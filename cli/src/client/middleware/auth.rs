//! Authentication middleware for injecting Bearer tokens.

use std::sync::Arc;

use async_trait::async_trait;
use http::Extensions;
use reqwest::{Request, Response};
use reqwest_middleware::{Error, Middleware, Next, Result};

use crate::auth::OAuth2Client;

/// Middleware that injects a fresh Bearer token into each request.
///
/// The token comes from [`OAuth2Client::access_token`], which reuses the
/// cached token until it expires. A request is never sent without one.
pub struct AuthMiddleware {
    oauth: Arc<OAuth2Client>,
}

impl AuthMiddleware {
    /// Create a new authentication middleware.
    #[must_use]
    pub fn new(oauth: Arc<OAuth2Client>) -> Self {
        Self { oauth }
    }
}

#[async_trait]
impl Middleware for AuthMiddleware {
    async fn handle(
        &self,
        mut req: Request,
        extensions: &mut Extensions,
        next: Next<'_>,
    ) -> Result<Response> {
        let token = self
            .oauth
            .access_token()
            .await
            .map_err(|e| Error::Middleware(anyhow::Error::new(e)))?;

        let value = format!("Bearer {token}")
            .parse::<http::HeaderValue>()
            .map_err(|e| Error::Middleware(e.into()))?;
        req.headers_mut().insert(http::header::AUTHORIZATION, value);

        next.run(req, extensions).await
    }
}

#[cfg(test)]
mod tests {
    use std::time::Duration;

    use reqwest_middleware::ClientBuilder;
    use serde_json::json;
    use url::Url;
    use wiremock::matchers::{header, method, path};
    use wiremock::{Mock, MockServer, ResponseTemplate};

    use super::*;
    use crate::auth::flow::{Credentials, FlowConfig};
    use crate::auth::prompt::MockPrompter;
    use crate::auth::transport::MockTransport;
    use crate::error::HubError;

    fn oauth(transport: MockTransport) -> Arc<OAuth2Client> {
        let flow = FlowConfig::new(
            Url::parse("https://auth.example.com/device").unwrap(),
            Url::parse("https://auth.example.com/token").unwrap(),
            Url::parse("https://auth.example.com/token").unwrap(),
        );
        Arc::new(OAuth2Client::new(
            Credentials::new("id", "secret"),
            flow,
            transport,
            MockPrompter::new(),
        ))
    }

    #[tokio::test]
    async fn injects_bearer_token() {
        let server = MockServer::start().await;
        Mock::given(method("GET"))
            .and(path("/user"))
            .and(header("Authorization", "Bearer A1"))
            .respond_with(ResponseTemplate::new(200))
            .expect(2)
            .mount(&server)
            .await;

        let mut transport = MockTransport::new();
        transport.expect_post_form().times(1).returning(|_, _| {
            Ok(json!({
                "access_token": "A1",
                "token_type": "bearer",
                "scope": "repo",
                "expires_in": 3600
            })
            .to_string())
        });
        let oauth = oauth(transport);
        oauth.set_refresh_token("R1").await;

        let client = ClientBuilder::new(reqwest::Client::new())
            .with(AuthMiddleware::new(oauth))
            .build();

        for _ in 0..2 {
            let response = client
                .get(format!("{}/user", server.uri()))
                .timeout(Duration::from_secs(5))
                .send()
                .await
                .unwrap();
            assert!(response.status().is_success());
        }
    }

    #[tokio::test]
    async fn missing_token_aborts_request() {
        let server = MockServer::start().await;
        Mock::given(method("GET"))
            .respond_with(ResponseTemplate::new(200))
            .expect(0)
            .mount(&server)
            .await;

        let mut transport = MockTransport::new();
        transport.expect_post_form().never();
        let client = ClientBuilder::new(reqwest::Client::new())
            .with(AuthMiddleware::new(oauth(transport)))
            .build();

        let err = client.get(server.uri()).send().await.unwrap_err();
        assert!(matches!(HubError::from(err), HubError::NotAuthenticated));
    }
}
//! Single-shot loopback HTTP listener for the authorization-code redirect.
//!
//! The listener accepts one connection, reads one request, answers with a
//! fixed success page and closes. Only the request line is inspected.

use std::net::SocketAddr;
use std::time::Duration;

use tokio::io::{AsyncReadExt, AsyncWriteExt};
use tokio::net::{TcpListener, TcpStream};

use crate::error::{HubError, Result};

/// Upper bound on the bytes read from the browser.
const MAX_REQUEST_BYTES: usize = 8192;

/// Suffix that terminates the request target on the request line.
const REQUEST_LINE_SUFFIX: &str = " HTTP/1.1";

/// Listener bound to the redirect URI's loopback address.
pub struct LocalRedirectListener {
    listener: TcpListener,
}

impl LocalRedirectListener {
    /// Bind to `address:port`.
    ///
    /// # Errors
    ///
    /// Returns [`HubError::LocalListener`] if the port cannot be bound.
    pub async fn bind(address: &str, port: u16) -> Result<Self> {
        let listener = TcpListener::bind((address, port)).await.map_err(|e| {
            HubError::LocalListener(format!("cannot listen on {address}:{port}: {e}"))
        })?;
        tracing::debug!(address, port, "Listening for authorization redirect");
        Ok(Self { listener })
    }

    /// Address actually bound.
    pub fn local_addr(&self) -> Result<SocketAddr> {
        self.listener
            .local_addr()
            .map_err(|e| HubError::LocalListener(e.to_string()))
    }

    /// Waits up to `timeout` for the browser to connect.
    ///
    /// # Errors
    ///
    /// Returns [`HubError::Timeout`] if nobody connects in time.
    pub async fn wait_for_client(&self, timeout: Duration) -> Result<RedirectConnection> {
        match tokio::time::timeout(timeout, self.listener.accept()).await {
            Ok(Ok((stream, peer))) => {
                tracing::debug!(%peer, "Accepted redirect connection");
                Ok(RedirectConnection { stream })
            },
            Ok(Err(e)) => Err(HubError::LocalListener(format!("accept failed: {e}"))),
            Err(_) => Err(HubError::Timeout(format!(
                "No response from the browser within {}s",
                timeout.as_secs()
            ))),
        }
    }

    /// Accepts one connection, reads its request, answers with the success
    /// page showing `message`, then closes the listener.
    ///
    /// Returns the raw request text.
    pub async fn capture(self, timeout: Duration, message: &str) -> Result<String> {
        let mut connection = self.wait_for_client(timeout).await?;
        let request = tokio::time::timeout(timeout, connection.receive())
            .await
            .map_err(|_| HubError::Timeout("Browser connected but sent no request".to_string()))??;

        if let Err(e) = connection.respond(message).await {
            tracing::warn!(error = %e, "Authorization code response failed to send");
        }
        Ok(request)
    }
}

/// One accepted browser connection.
pub struct RedirectConnection {
    stream: TcpStream,
}

impl RedirectConnection {
    /// Reads one request, up to the end of its headers.
    ///
    /// # Errors
    ///
    /// Returns [`HubError::LocalListener`] if the connection closes before
    /// any bytes arrive.
    pub async fn receive(&mut self) -> Result<String> {
        let mut request = Vec::with_capacity(1024);
        let mut chunk = [0u8; 1024];

        while request.len() < MAX_REQUEST_BYTES {
            let n = self
                .stream
                .read(&mut chunk)
                .await
                .map_err(|e| HubError::LocalListener(format!("read failed: {e}")))?;
            if n == 0 {
                break;
            }
            request.extend_from_slice(&chunk[..n]);
            if request.windows(4).any(|w| w == b"\r\n\r\n") {
                break;
            }
        }

        if request.is_empty() {
            return Err(HubError::LocalListener(
                "connection closed before a request was received".to_string(),
            ));
        }
        Ok(String::from_utf8_lossy(&request).into_owned())
    }

    /// Writes the success page and shuts the connection down.
    pub async fn respond(mut self, message: &str) -> Result<()> {
        self.stream
            .write_all(success_response(message).as_bytes())
            .await?;
        self.stream.shutdown().await?;
        Ok(())
    }
}

/// Fixed 200 response served to the browser.
pub fn success_response(message: &str) -> String {
    let body = format!("<html><body><h1>Success!</h1><p>{message}</p></body></html>");
    format!(
        "HTTP/1.1 200 OK\r\nContent-Type: text/html\r\nContent-Length: {}\r\nConnection: close\r\n\r\n{body}",
        body.len()
    )
}

/// Authorization code carried by a redirect request.
///
/// Empty if the request line has no `code` parameter or does not end in
/// ` HTTP/1.1`.
pub fn extract_code(request: &str) -> String {
    query_value(request, "code").unwrap_or_default()
}

/// `state` parameter carried by a redirect request.
pub fn extract_state(request: &str) -> Option<String> {
    query_value(request, "state")
}

fn query_value(request: &str, key: &str) -> Option<String> {
    let request_line = request.lines().next()?;
    let (_, target) = request_line
        .strip_suffix(REQUEST_LINE_SUFFIX)?
        .split_once(' ')?;
    let (_, query) = target.split_once('?')?;

    url::form_urlencoded::parse(query.as_bytes())
        .find(|(name, _)| name == key)
        .map(|(_, value)| value.into_owned())
}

TASK TO COMPLETE:
Only the lines above from the one with "pub struct LocalRedirectListener" up to and including the one with "cannot be bound." should be repeated, exactly as written.

REPLY TO THE EXERCISE:
pub struct LocalRedirectListener {
    listener: TcpListener,
}

impl LocalRedirectListener {
    /// Bind to `address:port`.
    ///
    /// # Errors
    ///
    /// Returns [`HubError::LocalListener`] if the port cannot be bound.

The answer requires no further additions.